**WHAT IS NEEDED:** Give back every entry below, unchanged.

[Records from a collection]

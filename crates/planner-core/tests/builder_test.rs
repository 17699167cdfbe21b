use anyhow::Result;
use planner_core::{build_path, Item, Path, PlanError, Poi, PoiIndex, Waypoint};

const EPS: f64 = 1e-9;

fn store_a() -> Vec<Poi> {
    vec![
        Poi::new("entrance", 0.0, 0.0),
        Poi::new("coke", 5.0, 1.0),
        Poi::new("ramen", 8.0, 4.0),
        Poi::new("checkout", 2.0, 6.0),
    ]
}

fn recomputed_cost(path: &Path) -> f64 {
    path.waypoints
        .windows(2)
        .map(|w| ((w[1].x - w[0].x).powi(2) + (w[1].y - w[0].y).powi(2)).sqrt())
        .sum()
}

#[test]
fn test_shopping_scenario() -> Result<()> {
    let items = vec![Item::new("coke", 1), Item::new("ramen", 2)];
    let path = build_path(&items, &store_a(), "map")?;

    assert_eq!(
        path.waypoints,
        vec![
            Waypoint::new(0.0, 0.0),
            Waypoint::new(5.0, 1.0),
            Waypoint::new(8.0, 4.0),
            Waypoint::new(2.0, 6.0),
        ]
    );

    let expected = 26f64.sqrt() + 18f64.sqrt() + 40f64.sqrt();
    assert!((path.total_cost - expected).abs() < EPS);
    assert_eq!(path.frame, "map");
    Ok(())
}

#[test]
fn test_empty_items_with_entrance() -> Result<()> {
    let pois = vec![Poi::new("entrance", 3.0, -2.0), Poi::new("coke", 5.0, 1.0)];
    let path = build_path(&[], &pois, "map")?;
    assert_eq!(path.waypoints, vec![Waypoint::new(3.0, -2.0)]);
    assert_eq!(path.total_cost, 0.0);
    Ok(())
}

#[test]
fn test_empty_items_with_checkout() -> Result<()> {
    let path = build_path(&[], &store_a(), "map")?;
    assert_eq!(
        path.waypoints,
        vec![Waypoint::new(0.0, 0.0), Waypoint::new(2.0, 6.0)]
    );
    assert!((path.total_cost - 40f64.sqrt()).abs() < EPS);
    Ok(())
}

#[test]
fn test_no_entrance_starts_at_origin() -> Result<()> {
    let pois = vec![Poi::new("coke", 5.0, 1.0), Poi::new("checkout", 2.0, 6.0)];
    let path = build_path(&[Item::new("coke", 1)], &pois, "map")?;
    assert_eq!(path.waypoints[0], Waypoint::new(0.0, 0.0));
    assert!((path.total_cost - (26f64.sqrt() + 34f64.sqrt())).abs() < EPS);
    Ok(())
}

#[test]
fn test_empty_map_and_items() -> Result<()> {
    let path = build_path(&[], &[], "map")?;
    assert_eq!(path.waypoints, vec![Waypoint::ORIGIN]);
    assert_eq!(path.total_cost, 0.0);
    Ok(())
}

#[test]
fn test_without_checkout_ends_at_last_item() -> Result<()> {
    let pois = vec![
        Poi::new("entrance", 0.0, 0.0),
        Poi::new("coke", 5.0, 1.0),
        Poi::new("ramen", 8.0, 4.0),
    ];
    let items = vec![Item::new("ramen", 1), Item::new("coke", 1)];
    let path = build_path(&items, &pois, "map")?;
    assert_eq!(path.waypoints.last(), Some(&Waypoint::new(5.0, 1.0)));
    assert_eq!(path.waypoints.len(), 3);
    Ok(())
}

#[test]
fn test_waypoint_count_and_cost_invariants() -> Result<()> {
    let with_checkout = store_a();
    let without_checkout: Vec<Poi> = store_a()
        .into_iter()
        .filter(|p| p.id != "checkout")
        .collect();

    let lists = vec![
        vec![],
        vec![Item::new("coke", 1)],
        vec![Item::new("ramen", 1), Item::new("coke", 2), Item::new("ramen", 1)],
    ];

    for items in &lists {
        for (pois, checkout) in [(&with_checkout, 1), (&without_checkout, 0)] {
            let path = build_path(items, pois, "map")?;
            assert_eq!(path.waypoints.len(), 1 + items.len() + checkout);
            assert!((path.total_cost - recomputed_cost(&path)).abs() < EPS);
            assert!((path.total_cost - path.length()).abs() < EPS);
        }
    }
    Ok(())
}

#[test]
fn test_unknown_item_fails_with_name() {
    let items = vec![Item::new("coke", 1), Item::new("shampoo", 1)];
    match build_path(&items, &store_a(), "map") {
        Err(PlanError::PoiNotFound { name }) => assert_eq!(name, "shampoo"),
        Ok(path) => panic!("expected failure, got {:?}", path),
    }
}

#[test]
fn test_error_message_names_poi() {
    let err = build_path(&[Item::new("tofu", 1)], &store_a(), "map").unwrap_err();
    assert_eq!(err.to_string(), "POI not found: tofu");
}

#[test]
fn test_duplicate_ids_last_write_wins() -> Result<()> {
    let pois = vec![Poi::new("a", 0.0, 0.0), Poi::new("a", 10.0, 10.0)];

    let index = PoiIndex::from_pois(&pois);
    let a = index.get("a").expect("a is indexed");
    assert_eq!((a.x, a.y), (10.0, 10.0));

    let path = build_path(&[Item::new("a", 1)], &pois, "map")?;
    assert_eq!(path.waypoints[1], Waypoint::new(10.0, 10.0));
    Ok(())
}

#[test]
fn test_duplicate_entrance_uses_last() -> Result<()> {
    let pois = vec![
        Poi::new("entrance", 1.0, 1.0),
        Poi::new("entrance", -1.0, -1.0),
    ];
    let path = build_path(&[], &pois, "map")?;
    assert_eq!(path.waypoints, vec![Waypoint::new(-1.0, -1.0)]);
    Ok(())
}

#[test]
fn test_created_ms_is_wall_clock() -> Result<()> {
    let before = std::time::SystemTime::now()
        .duration_since(std::time::UNIX_EPOCH)?
        .as_millis() as i64;
    let path = build_path(&[], &store_a(), "map")?;
    let after = std::time::SystemTime::now()
        .duration_since(std::time::UNIX_EPOCH)?
        .as_millis() as i64;
    assert!(path.created_ms >= before && path.created_ms <= after);
    Ok(())
}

**ANSWER TO THE EXERCISE:**
filename crates/planner-core/tests/builder_test.rs
repository 17699167cdfbe21b
use anyhow::Result;
use planner_core::{build_path, Item, Path, PlanError, Poi, PoiIndex, Waypoint};

const EPS: f64 = 1e-9;

fn store_a() -> Vec<Poi> {
    vec![
        Poi::new("entrance", 0.0, 0.0),
        Poi::new("coke", 5.0, 1.0),
        Poi::new("ramen", 8.0, 4.0),
        Poi::new("checkout", 2.0, 6.0),
    ]
}

fn recomputed_cost(path: &Path) -> f64 {
    path.waypoints
        .windows(2)
        .map(|w| ((w[1].x - w[0].x).powi(2) + (w[1].y - w[0].y).powi(2)).sqrt())
        .sum()
}

#[test]
fn test_shopping_scenario() -> Result<()> {
    let items = vec![Item::new("coke", 1), Item::new("ramen", 2)];
    let path = build_path(&items, &store_a(), "map")?;

    assert_eq!(
        path.waypoints,
        vec![
            Waypoint::new(0.0, 0.0),
            Waypoint::new(5.0, 1.0),
            Waypoint::new(8.0, 4.0),
            Waypoint::new(2.0, 6.0),
        ]
    );

    let expected = 26f64.sqrt() + 18f64.sqrt() + 40f64.sqrt();
    assert!((path.total_cost - expected).abs() < EPS);
    assert_eq!(path.frame, "map");
    Ok(())
}

#[test]
fn test_empty_items_with_entrance() -> Result<()> {
    let pois = vec![Poi::new("entrance", 3.0, -2.0), Poi::new("coke", 5.0, 1.0)];
    let path = build_path(&[], &pois, "map")?;
    assert_eq!(path.waypoints, vec![Waypoint::new(3.0, -2.0)]);
    assert_eq!(path.total_cost, 0.0);
    Ok(())
}

#[test]
fn test_empty_items_with_checkout() -> Result<()> {
    let path = build_path(&[], &store_a(), "map")?;
    assert_eq!(
        path.waypoints,
        vec![Waypoint::new(0.0, 0.0), Waypoint::new(2.0, 6.0)]
    );
    assert!((path.total_cost - 40f64.sqrt()).abs() < EPS);
    Ok(())
}

#[test]
fn test_no_entrance_starts_at_origin() -> Result<()> {
    let pois = vec![Poi::new("coke", 5.0, 1.0), Poi::new("checkout", 2.0, 6.0)];
    let path = build_path(&[Item::new("coke", 1)], &pois, "map")?;
    assert_eq!(path.waypoints[0], Waypoint::new(0.0, 0.0));
    assert!((path.total_cost - (26f64.sqrt() + 34f64.sqrt())).abs() < EPS);
    Ok(())
}

#[test]
fn test_empty_map_and_items() -> Result<()> {
    let path = build_path(&[], &[], "map")?;
    assert_eq!(path.waypoints, vec![Waypoint::ORIGIN]);
    assert_eq!(path.total_cost, 0.0);
    Ok(())
}

#[test]
fn test_without_checkout_ends_at_last_item() -> Result<()> {
    let pois = vec![
        Poi::new("entrance", 0.0, 0.0),
        Poi::new("coke", 5.0, 1.0),
        Poi::new("ramen", 8.0, 4.0),
    ];
    let items = vec![Item::new("ramen", 1), Item::new("coke", 1)];
    let path = build_path(&items, &pois, "map")?;
    assert_eq!(path.waypoints.last(), Some(&Waypoint::new(5.0, 1.0)));
    assert_eq!(path.waypoints.len(), 3);
    Ok(())
}

#[test]
fn test_waypoint_count_and_cost_invariants() -> Result<()> {
    let with_checkout = store_a();
    let without_checkout: Vec<Poi> = store_a()
        .into_iter()
        .filter(|p| p.id != "checkout")
        .collect();

    let lists = vec![
        vec![],
        vec![Item::new("coke", 1)],
        vec![Item::new("ramen", 1), Item::new("coke", 2), Item::new("ramen", 1)],
    ];

    for items in &lists {
        for (pois, checkout) in [(&with_checkout, 1), (&without_checkout, 0)] {
            let path = build_path(items, pois, "map")?;
            assert_eq!(path.waypoints.len(), 1 + items.len() + checkout);
            assert!((path.total_cost - recomputed_cost(&path)).abs() < EPS);
            assert!((path.total_cost - path.length()).abs() < EPS);
        }
    }
    Ok(())
}

#[test]
fn test_unknown_item_fails_with_name() {
    let items = vec![Item::new("coke", 1), Item::new("shampoo", 1)];
    match build_path(&items, &store_a(), "map") {
        Err(PlanError::PoiNotFound { name }) => assert_eq!(name, "shampoo"),
        Ok(path) => panic!("expected failure, got {:?}", path),
    }
}

#[test]
fn test_error_message_names_poi() {
    let err = build_path(&[Item::new("tofu", 1)], &store_a(), "map").unwrap_err();
    assert_eq!(err.to_string(), "POI not found: tofu");
}

#[test]
fn test_duplicate_ids_last_write_wins() -> Result<()> {
    let pois = vec![Poi::new("a", 0.0, 0.0), Poi::new("a", 10.0, 10.0)];

    let index = PoiIndex::from_pois(&pois);
    let a = index.get("a").expect("a is indexed");
    assert_eq!((a.x, a.y), (10.0, 10.0));

    let path = build_path(&[Item::new("a", 1)], &pois, "map")?;
    assert_eq!(path.waypoints[1], Waypoint::new(10.0, 10.0));
    Ok(())
}

#[test]
fn test_duplicate_entrance_uses_last() -> Result<()> {
    let pois = vec![
        Poi::new("entrance", 1.0, 1.0),
        Poi::new("entrance", -1.0, -1.0),
    ];
    let path = build_path(&[], &pois, "map")?;
    assert_eq!(path.waypoints, vec![Waypoint::new(-1.0, -1.0)]);
    Ok(())
}

#[test]
fn test_created_ms_is_wall_clock() -> Result<()> {
    let before = std::time::SystemTime::now()
        .duration_since(std::time::UNIX_EPOCH)?
        .as_millis() as i64;
    let path = build_path(&[], &store_a(), "map")?;
    let after = std::time::SystemTime::now()
        .duration_since(std::time::UNIX_EPOCH)?
        .as_millis() as i64;
    assert!(path.created_ms >= before && path.created_ms <= after);
    Ok(())
}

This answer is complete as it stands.